Provided material:
use axum::http::StatusCode;

/// Landing endpoint of the admin API
#[utoipa::path(
    get,
    path = "/",
    responses(
        (status = 200, description = "Service is running", content_type = "text/plain", body = String)
    ),
    tag = "Health"
)]
pub async fn root() -> (StatusCode, &'static str) {
    (StatusCode::OK, "OK")
}
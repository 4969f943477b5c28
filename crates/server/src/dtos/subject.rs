use database::services::subject::SubjectDetails;
use serde::{Deserialize, Serialize};
use utoipa::ToSchema;

#[derive(Debug, Deserialize, Serialize, ToSchema)]
pub struct SubjectRequest {
    pub name: String,
    pub teacher_id: Option<i32>,
    /// Replaces the full set of classes the subject is taught to
    #[serde(default)]
    pub class_ids: Vec<i32>,
}

#[derive(Debug, Deserialize, Serialize, ToSchema)]
pub struct SubjectResponse {
    pub id: i32,
    pub name: String,
    pub teacher_id: Option<i32>,
    pub teacher_name: Option<String>,
    pub class_ids: Vec<i32>,
}

impl From<SubjectDetails> for SubjectResponse {
    fn from(details: SubjectDetails) -> Self {
        Self {
            id: details.subject.id,
            name: details.subject.name,
            teacher_id: details.subject.teacher_id,
            teacher_name: details.teacher.map(|t| t.full_name()),
            class_ids: details.class_ids,
        }
    }
}
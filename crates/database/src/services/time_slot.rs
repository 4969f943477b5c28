use crate::entities::time_slot;
use chrono::NaiveTime;
use log::debug;
use models::days::normalize_day;
use sea_orm::{
    ActiveModelTrait, ActiveValue::Set, ColumnTrait, DatabaseConnection, DbErr, EntityTrait,
    QueryFilter, QueryOrder,
};

pub struct TimeSlotService;

impl TimeSlotService {
    /// Lists time slots by start time, optionally restricted to one day
    pub async fn list(
        db: &DatabaseConnection,
        day: Option<&str>,
    ) -> Result<Vec<time_slot::Model>, DbErr> {
        let mut query = time_slot::Entity::find();

        if let Some(day) = day
            && !day.trim().is_empty()
        {
            let day = normalize_day(day);
            debug!("Filtering time slots by day {day}");
            query = query.filter(time_slot::Column::Day.eq(day));
        }

        query
            .order_by_asc(time_slot::Column::StartTime)
            .order_by_asc(time_slot::Column::Day)
            .order_by_asc(time_slot::Column::Id)
            .all(db)
            .await
    }

    pub async fn get(db: &DatabaseConnection, id: i32) -> Result<Option<time_slot::Model>, DbErr> {
        time_slot::Entity::find_by_id(id).one(db).await
    }

    /// Creates a time slot; the day is stored normalised (`"mon"` -> `"MON"`)
    pub async fn create(
        db: &DatabaseConnection,
        day: &str,
        start_time: NaiveTime,
        end_time: NaiveTime,
    ) -> Result<time_slot::Model, DbErr> {
        time_slot::ActiveModel {
            day: Set(normalize_day(day)),
            start_time: Set(start_time),
            end_time: Set(end_time),
            ..Default::default()
        }
        .insert(db)
        .await
    }

    pub async fn update(
        db: &DatabaseConnection,
        id: i32,
        day: &str,
        start_time: NaiveTime,
        end_time: NaiveTime,
    ) -> Result<time_slot::Model, DbErr> {
        let existing = Self::get(db, id)
            .await?
            .ok_or_else(|| DbErr::RecordNotFound(format!("time slot {id}")))?;

        let mut slot: time_slot::ActiveModel = existing.into();
        slot.day = Set(normalize_day(day));
        slot.start_time = Set(start_time);
        slot.end_time = Set(end_time);
        slot.update(db).await
    }

    pub async fn delete(db: &DatabaseConnection, id: i32) -> Result<bool, DbErr> {
        let result = time_slot::Entity::delete_by_id(id).exec(db).await?;
        Ok(result.rows_affected > 0)
    }
}
mod common;

use common::{setup, time};
use database::services::{
    school_class::SchoolClassService,
    subject::SubjectService,
    teacher::TeacherService,
    time_slot::TimeSlotService,
    timetable::{SlotColumn, TimetableService},
    timetable_entry::{EntryFilter, TimetableEntryService},
};
use models::days::Weekday;

#[tokio::test]
async fn test_columns_collapse_slots_sharing_a_start_time() {
    let (_dir, db) = setup().await;

    TimeSlotService::create(&db, "TUE", time(10, 0), time(10, 40))
        .await
        .unwrap();
    TimeSlotService::create(&db, "MON", time(8, 0), time(9, 0))
        .await
        .unwrap();
    TimeSlotService::create(&db, "WED", time(8, 0), time(8, 45))
        .await
        .unwrap();
    TimeSlotService::create(&db, "MON", time(10, 0), time(11, 0))
        .await
        .unwrap();

    let columns = TimetableService::columns(&db).await.unwrap();
    assert_eq!(
        columns,
        vec![
            SlotColumn {
                start_time: time(8, 0),
                end_time: time(9, 0),
            },
            SlotColumn {
                start_time: time(10, 0),
                end_time: time(10, 40),
            },
        ]
    );
}

#[tokio::test]
async fn test_lessons_use_the_effective_teacher() {
    let (_dir, db) = setup().await;

    let jane = TeacherService::create(&db, "Jane".into(), "Doe".into())
        .await
        .unwrap();
    let omar = TeacherService::create(&db, "Omar".into(), "Said".into())
        .await
        .unwrap();
    let s1a = SchoolClassService::create(&db, "S1A".into()).await.unwrap();
    let math = SubjectService::create(&db, "Math".into(), Some(jane.id), vec![s1a.id])
        .await
        .unwrap();
    let mon = TimeSlotService::create(&db, "MON", time(8, 0), time(9, 0))
        .await
        .unwrap();
    let tue = TimeSlotService::create(&db, "TUE", time(8, 0), time(9, 0))
        .await
        .unwrap();

    // Taught by the subject teacher on Monday, covered by Omar on Tuesday
    TimetableEntryService::create(&db, s1a.id, math.subject.id, mon.id, None)
        .await
        .unwrap();
    TimetableEntryService::create(&db, s1a.id, math.subject.id, tue.id, Some(omar.id))
        .await
        .unwrap();

    let class_lessons = TimetableService::lessons_for_class(&db, s1a.id)
        .await
        .unwrap();
    let initials: Vec<_> = class_lessons
        .iter()
        .map(|l| l.teacher_initials.as_deref())
        .collect();
    assert_eq!(initials, vec![Some("JD"), Some("OS")]);

    let jane_lessons = TimetableService::lessons_for_teacher(&db, jane.id)
        .await
        .unwrap();
    assert_eq!(jane_lessons.len(), 1);
    assert_eq!(jane_lessons[0].day, Some(Weekday::Monday));
    assert_eq!(jane_lessons[0].class_name, "S1A");

    let omar_lessons = TimetableService::lessons_for_teacher(&db, omar.id)
        .await
        .unwrap();
    assert_eq!(omar_lessons.len(), 1);
    assert_eq!(omar_lessons[0].day, Some(Weekday::Tuesday));
}

#[tokio::test]
async fn test_lessons_keep_retrieval_order() {
    let (_dir, db) = setup().await;

    let s1a = SchoolClassService::create(&db, "S1A".into()).await.unwrap();
    let mon = TimeSlotService::create(&db, "MON", time(8, 0), time(9, 0))
        .await
        .unwrap();

    let mut expected = Vec::new();
    for name in ["Physics", "Chemistry", "Biology"] {
        let subject = SubjectService::create(&db, name.into(), None, vec![s1a.id])
            .await
            .unwrap();
        let entry = TimetableEntryService::create(&db, s1a.id, subject.subject.id, mon.id, None)
            .await
            .unwrap();
        expected.push((entry.id, name));
    }

    let lessons = TimetableService::lessons_for_class(&db, s1a.id)
        .await
        .unwrap();
    let actual: Vec<_> = lessons
        .iter()
        .map(|l| (l.entry_id, l.subject_name.as_str()))
        .collect();
    assert_eq!(actual, expected);
    assert!(lessons.iter().all(|l| l.teacher_initials.is_none()));
}

#[tokio::test]
async fn test_deleting_a_teacher_cascades_to_entries() {
    let (_dir, db) = setup().await;

    let jane = TeacherService::create(&db, "Jane".into(), "Doe".into())
        .await
        .unwrap();
    let omar = TeacherService::create(&db, "Omar".into(), "Said".into())
        .await
        .unwrap();
    let s1a = SchoolClassService::create(&db, "S1A".into()).await.unwrap();
    let math = SubjectService::create(&db, "Math".into(), Some(jane.id), vec![s1a.id])
        .await
        .unwrap();
    let english = SubjectService::create(&db, "English".into(), None, vec![s1a.id])
        .await
        .unwrap();
    let mon = TimeSlotService::create(&db, "MON", time(8, 0), time(9, 0))
        .await
        .unwrap();

    TimetableEntryService::create(&db, s1a.id, math.subject.id, mon.id, None)
        .await
        .unwrap();
    TimetableEntryService::create(&db, s1a.id, english.subject.id, mon.id, Some(omar.id))
        .await
        .unwrap();
    let untouched = TimetableEntryService::create(&db, s1a.id, english.subject.id, mon.id, None)
        .await
        .unwrap();

    // Jane's subject goes, and with it the Math entry
    assert!(TeacherService::delete(&db, jane.id).await.unwrap());
    assert!(SubjectService::get(&db, math.subject.id).await.unwrap().is_none());

    // Omar's override entry goes
    assert!(TeacherService::delete(&db, omar.id).await.unwrap());

    let remaining = TimetableEntryService::list(&db, EntryFilter::default())
        .await
        .unwrap();
    assert_eq!(remaining.len(), 1);
    assert_eq!(remaining[0].entry.id, untouched.id);

    let lessons = TimetableService::lessons_for_class(&db, s1a.id)
        .await
        .unwrap();
    assert_eq!(lessons.len(), 1);
    assert_eq!(lessons[0].subject_name, "English");
}

#[tokio::test]
async fn test_deleting_a_time_slot_cascades_to_entries() {
    let (_dir, db) = setup().await;

    let s1a = SchoolClassService::create(&db, "S1A".into()).await.unwrap();
    let math = SubjectService::create(&db, "Math".into(), None, vec![s1a.id])
        .await
        .unwrap();
    let mon = TimeSlotService::create(&db, "MON", time(8, 0), time(9, 0))
        .await
        .unwrap();
    TimetableEntryService::create(&db, s1a.id, math.subject.id, mon.id, None)
        .await
        .unwrap();

    TimeSlotService::delete(&db, mon.id).await.unwrap();

    assert!(
        TimetableService::lessons_for_class(&db, s1a.id)
            .await
            .unwrap()
            .is_empty()
    );
    assert!(TimetableService::columns(&db).await.unwrap().is_empty());
}

#[tokio::test]
async fn test_lessons_on_unrecognised_days_have_no_weekday() {
    let (_dir, db) = setup().await;

    let s1a = SchoolClassService::create(&db, "S1A".into()).await.unwrap();
    let art = SubjectService::create(&db, "Art".into(), None, vec![s1a.id])
        .await
        .unwrap();
    let holiday = TimeSlotService::create(&db, "holiday", time(8, 0), time(9, 0))
        .await
        .unwrap();
    let sat = TimeSlotService::create(&db, "sat", time(8, 0), time(9, 0))
        .await
        .unwrap();
    TimetableEntryService::create(&db, s1a.id, art.subject.id, holiday.id, None)
        .await
        .unwrap();
    TimetableEntryService::create(&db, s1a.id, art.subject.id, sat.id, None)
        .await
        .unwrap();

    let lessons = TimetableService::lessons_for_class(&db, s1a.id)
        .await
        .unwrap();
    let days: Vec<_> = lessons.iter().map(|l| l.day).collect();
    assert_eq!(days, vec![None, Some(Weekday::Saturday)]);
}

About this exercise: Give the number of lines in the records above that contain the word "expected". Reply with that number alone.

Finished task: 3